WHAT TO PRODUCE » The answer should be one number only, namely how many lines of the records hold the word "reported".

----- MATERIAL FOR THE TASK

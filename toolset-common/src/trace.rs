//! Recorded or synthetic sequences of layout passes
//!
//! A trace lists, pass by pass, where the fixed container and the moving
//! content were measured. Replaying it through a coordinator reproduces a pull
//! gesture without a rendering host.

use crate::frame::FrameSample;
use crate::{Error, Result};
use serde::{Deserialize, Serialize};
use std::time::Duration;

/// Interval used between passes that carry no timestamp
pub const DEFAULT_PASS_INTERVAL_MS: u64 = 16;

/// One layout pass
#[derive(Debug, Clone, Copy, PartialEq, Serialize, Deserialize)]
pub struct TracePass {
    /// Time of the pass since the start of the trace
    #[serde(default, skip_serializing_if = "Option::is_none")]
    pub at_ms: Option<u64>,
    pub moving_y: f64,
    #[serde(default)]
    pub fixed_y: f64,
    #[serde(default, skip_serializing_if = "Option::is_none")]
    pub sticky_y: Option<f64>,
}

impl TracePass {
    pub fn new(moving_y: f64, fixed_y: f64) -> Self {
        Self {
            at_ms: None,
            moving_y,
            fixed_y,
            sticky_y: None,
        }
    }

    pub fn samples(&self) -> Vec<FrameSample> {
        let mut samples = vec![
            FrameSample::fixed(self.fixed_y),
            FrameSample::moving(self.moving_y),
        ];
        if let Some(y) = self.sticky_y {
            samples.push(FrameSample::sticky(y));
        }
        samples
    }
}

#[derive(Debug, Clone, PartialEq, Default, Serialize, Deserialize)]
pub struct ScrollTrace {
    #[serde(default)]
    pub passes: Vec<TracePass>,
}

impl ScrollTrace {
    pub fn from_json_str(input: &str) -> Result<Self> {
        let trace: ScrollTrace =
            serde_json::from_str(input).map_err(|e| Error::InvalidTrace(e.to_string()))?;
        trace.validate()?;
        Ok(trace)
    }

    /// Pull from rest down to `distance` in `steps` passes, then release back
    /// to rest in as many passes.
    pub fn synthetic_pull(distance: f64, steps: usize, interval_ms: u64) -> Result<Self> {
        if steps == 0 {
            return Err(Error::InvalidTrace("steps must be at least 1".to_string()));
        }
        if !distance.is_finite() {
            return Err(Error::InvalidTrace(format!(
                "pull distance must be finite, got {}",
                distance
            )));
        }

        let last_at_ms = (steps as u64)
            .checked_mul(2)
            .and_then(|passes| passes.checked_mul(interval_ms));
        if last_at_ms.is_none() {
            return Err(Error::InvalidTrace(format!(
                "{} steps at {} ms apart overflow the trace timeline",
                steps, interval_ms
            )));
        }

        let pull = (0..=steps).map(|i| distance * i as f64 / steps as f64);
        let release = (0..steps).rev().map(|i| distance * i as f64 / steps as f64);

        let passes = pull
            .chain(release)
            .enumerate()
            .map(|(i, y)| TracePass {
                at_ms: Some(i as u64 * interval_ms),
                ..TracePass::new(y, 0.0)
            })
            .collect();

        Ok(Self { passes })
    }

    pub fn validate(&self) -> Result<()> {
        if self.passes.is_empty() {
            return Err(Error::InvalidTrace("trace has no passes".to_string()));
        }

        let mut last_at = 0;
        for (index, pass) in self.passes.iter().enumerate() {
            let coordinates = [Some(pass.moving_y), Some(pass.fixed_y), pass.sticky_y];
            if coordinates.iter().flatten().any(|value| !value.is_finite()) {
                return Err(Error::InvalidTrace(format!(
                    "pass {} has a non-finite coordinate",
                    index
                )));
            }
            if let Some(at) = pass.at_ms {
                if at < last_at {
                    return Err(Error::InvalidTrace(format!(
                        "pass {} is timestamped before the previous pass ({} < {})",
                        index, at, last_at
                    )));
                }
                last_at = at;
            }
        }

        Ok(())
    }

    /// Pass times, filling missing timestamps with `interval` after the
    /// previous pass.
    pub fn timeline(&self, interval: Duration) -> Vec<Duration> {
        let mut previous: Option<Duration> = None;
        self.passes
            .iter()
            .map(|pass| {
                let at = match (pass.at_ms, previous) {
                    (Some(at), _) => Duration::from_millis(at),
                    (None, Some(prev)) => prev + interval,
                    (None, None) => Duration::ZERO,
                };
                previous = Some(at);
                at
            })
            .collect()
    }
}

----------
----- MATERIAL FOR THE TASK

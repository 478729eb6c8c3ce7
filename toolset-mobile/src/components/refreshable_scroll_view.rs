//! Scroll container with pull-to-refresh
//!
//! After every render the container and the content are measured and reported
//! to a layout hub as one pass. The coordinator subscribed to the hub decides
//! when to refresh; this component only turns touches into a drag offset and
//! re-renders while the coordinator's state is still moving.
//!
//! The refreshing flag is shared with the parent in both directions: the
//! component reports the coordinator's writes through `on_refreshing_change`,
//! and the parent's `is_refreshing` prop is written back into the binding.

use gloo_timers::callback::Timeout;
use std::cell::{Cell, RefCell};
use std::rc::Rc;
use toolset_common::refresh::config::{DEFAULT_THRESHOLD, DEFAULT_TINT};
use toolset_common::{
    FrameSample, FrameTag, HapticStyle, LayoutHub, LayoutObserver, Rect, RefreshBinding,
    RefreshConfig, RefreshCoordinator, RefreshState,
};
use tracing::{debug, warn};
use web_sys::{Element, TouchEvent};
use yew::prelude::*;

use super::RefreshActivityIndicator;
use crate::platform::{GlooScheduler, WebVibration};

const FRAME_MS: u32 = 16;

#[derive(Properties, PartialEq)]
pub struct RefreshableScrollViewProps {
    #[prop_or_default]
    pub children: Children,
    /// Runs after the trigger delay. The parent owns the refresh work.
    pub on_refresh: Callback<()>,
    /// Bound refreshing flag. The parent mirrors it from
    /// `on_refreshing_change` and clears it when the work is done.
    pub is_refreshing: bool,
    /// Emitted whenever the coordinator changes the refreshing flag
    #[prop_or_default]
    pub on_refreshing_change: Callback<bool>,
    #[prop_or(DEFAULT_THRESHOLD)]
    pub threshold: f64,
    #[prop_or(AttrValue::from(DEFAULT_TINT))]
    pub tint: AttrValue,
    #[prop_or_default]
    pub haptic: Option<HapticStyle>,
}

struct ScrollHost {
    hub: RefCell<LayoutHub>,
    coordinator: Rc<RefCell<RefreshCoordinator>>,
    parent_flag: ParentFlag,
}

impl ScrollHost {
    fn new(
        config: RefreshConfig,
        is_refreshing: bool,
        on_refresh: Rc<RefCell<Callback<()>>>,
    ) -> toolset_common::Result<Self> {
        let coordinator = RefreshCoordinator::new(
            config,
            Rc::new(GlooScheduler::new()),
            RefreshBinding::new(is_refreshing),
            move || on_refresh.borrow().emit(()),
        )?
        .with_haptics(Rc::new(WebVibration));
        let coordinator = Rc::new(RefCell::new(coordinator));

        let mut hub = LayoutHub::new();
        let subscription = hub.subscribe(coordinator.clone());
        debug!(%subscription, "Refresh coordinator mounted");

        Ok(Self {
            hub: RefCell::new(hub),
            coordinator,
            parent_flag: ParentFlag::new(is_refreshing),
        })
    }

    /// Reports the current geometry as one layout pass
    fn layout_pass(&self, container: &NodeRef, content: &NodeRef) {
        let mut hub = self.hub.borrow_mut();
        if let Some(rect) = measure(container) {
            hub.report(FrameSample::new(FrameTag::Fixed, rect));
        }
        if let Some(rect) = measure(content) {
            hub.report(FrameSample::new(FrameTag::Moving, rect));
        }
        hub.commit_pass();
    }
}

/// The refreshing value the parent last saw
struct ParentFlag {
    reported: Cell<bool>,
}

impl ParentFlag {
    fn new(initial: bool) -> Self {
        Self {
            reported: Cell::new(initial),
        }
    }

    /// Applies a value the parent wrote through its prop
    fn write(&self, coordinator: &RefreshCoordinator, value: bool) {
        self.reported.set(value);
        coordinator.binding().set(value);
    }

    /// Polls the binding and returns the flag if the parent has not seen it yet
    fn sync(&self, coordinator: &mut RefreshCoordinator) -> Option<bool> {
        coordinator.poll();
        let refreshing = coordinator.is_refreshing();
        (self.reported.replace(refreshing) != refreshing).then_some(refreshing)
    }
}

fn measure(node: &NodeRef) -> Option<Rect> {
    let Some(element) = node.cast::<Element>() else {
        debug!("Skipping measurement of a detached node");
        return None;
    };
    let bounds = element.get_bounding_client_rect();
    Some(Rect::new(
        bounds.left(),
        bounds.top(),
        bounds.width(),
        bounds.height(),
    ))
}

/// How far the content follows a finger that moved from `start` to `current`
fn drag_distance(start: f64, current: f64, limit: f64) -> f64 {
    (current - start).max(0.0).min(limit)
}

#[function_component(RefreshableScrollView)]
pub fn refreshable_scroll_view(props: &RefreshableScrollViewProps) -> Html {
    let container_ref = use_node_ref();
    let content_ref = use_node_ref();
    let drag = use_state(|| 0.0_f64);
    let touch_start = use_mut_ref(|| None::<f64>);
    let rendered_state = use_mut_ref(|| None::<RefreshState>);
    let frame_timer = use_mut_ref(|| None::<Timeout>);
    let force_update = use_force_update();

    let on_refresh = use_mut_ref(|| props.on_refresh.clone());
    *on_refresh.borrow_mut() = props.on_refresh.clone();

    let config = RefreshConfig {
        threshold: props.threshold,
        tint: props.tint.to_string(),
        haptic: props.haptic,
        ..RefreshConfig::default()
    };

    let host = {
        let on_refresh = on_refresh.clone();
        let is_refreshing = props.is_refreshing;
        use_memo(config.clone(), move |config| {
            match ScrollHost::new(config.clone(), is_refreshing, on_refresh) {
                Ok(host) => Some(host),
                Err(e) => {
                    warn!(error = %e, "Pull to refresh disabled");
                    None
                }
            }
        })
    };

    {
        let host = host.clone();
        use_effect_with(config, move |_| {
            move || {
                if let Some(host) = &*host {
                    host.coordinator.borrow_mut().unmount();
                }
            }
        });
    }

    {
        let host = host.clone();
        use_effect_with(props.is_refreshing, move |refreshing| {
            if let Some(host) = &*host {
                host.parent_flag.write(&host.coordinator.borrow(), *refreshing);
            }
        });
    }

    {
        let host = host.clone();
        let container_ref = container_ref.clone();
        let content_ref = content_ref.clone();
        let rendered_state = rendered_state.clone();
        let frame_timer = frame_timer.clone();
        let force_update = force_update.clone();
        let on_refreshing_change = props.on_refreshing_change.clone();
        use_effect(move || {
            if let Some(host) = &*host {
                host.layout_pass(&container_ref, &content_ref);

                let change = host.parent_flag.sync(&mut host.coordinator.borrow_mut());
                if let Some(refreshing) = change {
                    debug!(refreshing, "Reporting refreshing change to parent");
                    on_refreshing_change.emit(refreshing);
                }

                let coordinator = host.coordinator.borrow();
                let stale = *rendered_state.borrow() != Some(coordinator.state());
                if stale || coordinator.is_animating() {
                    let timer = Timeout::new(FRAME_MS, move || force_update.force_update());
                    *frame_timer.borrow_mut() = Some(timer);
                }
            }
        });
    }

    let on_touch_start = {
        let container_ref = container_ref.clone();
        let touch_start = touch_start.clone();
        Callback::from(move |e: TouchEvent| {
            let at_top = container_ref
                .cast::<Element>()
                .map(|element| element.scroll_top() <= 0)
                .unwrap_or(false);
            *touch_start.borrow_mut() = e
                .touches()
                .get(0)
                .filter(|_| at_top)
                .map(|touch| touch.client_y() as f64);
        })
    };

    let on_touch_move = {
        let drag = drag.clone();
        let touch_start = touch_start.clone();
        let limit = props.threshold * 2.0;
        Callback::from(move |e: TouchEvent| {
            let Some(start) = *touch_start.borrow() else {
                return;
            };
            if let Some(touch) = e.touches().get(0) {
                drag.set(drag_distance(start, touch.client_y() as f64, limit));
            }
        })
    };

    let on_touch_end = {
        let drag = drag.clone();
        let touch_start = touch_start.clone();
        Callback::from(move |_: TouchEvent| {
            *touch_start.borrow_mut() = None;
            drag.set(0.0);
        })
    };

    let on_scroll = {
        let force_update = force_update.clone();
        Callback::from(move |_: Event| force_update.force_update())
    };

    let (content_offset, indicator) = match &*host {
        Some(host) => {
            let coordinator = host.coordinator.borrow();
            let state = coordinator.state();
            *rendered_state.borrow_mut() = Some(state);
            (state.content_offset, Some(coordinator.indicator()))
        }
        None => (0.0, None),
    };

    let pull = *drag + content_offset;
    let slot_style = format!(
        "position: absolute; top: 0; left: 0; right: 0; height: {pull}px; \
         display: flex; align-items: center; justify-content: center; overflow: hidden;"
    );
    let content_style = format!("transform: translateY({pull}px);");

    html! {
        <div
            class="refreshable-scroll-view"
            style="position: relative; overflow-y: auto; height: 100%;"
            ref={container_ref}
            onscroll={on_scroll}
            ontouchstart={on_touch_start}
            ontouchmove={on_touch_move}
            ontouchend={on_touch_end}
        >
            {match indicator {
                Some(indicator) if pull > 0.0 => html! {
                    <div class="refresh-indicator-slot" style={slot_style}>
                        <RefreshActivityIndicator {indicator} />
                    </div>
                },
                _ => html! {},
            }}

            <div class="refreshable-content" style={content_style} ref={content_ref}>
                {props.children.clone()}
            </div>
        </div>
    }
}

----------

EXERCISE ANSWER » 5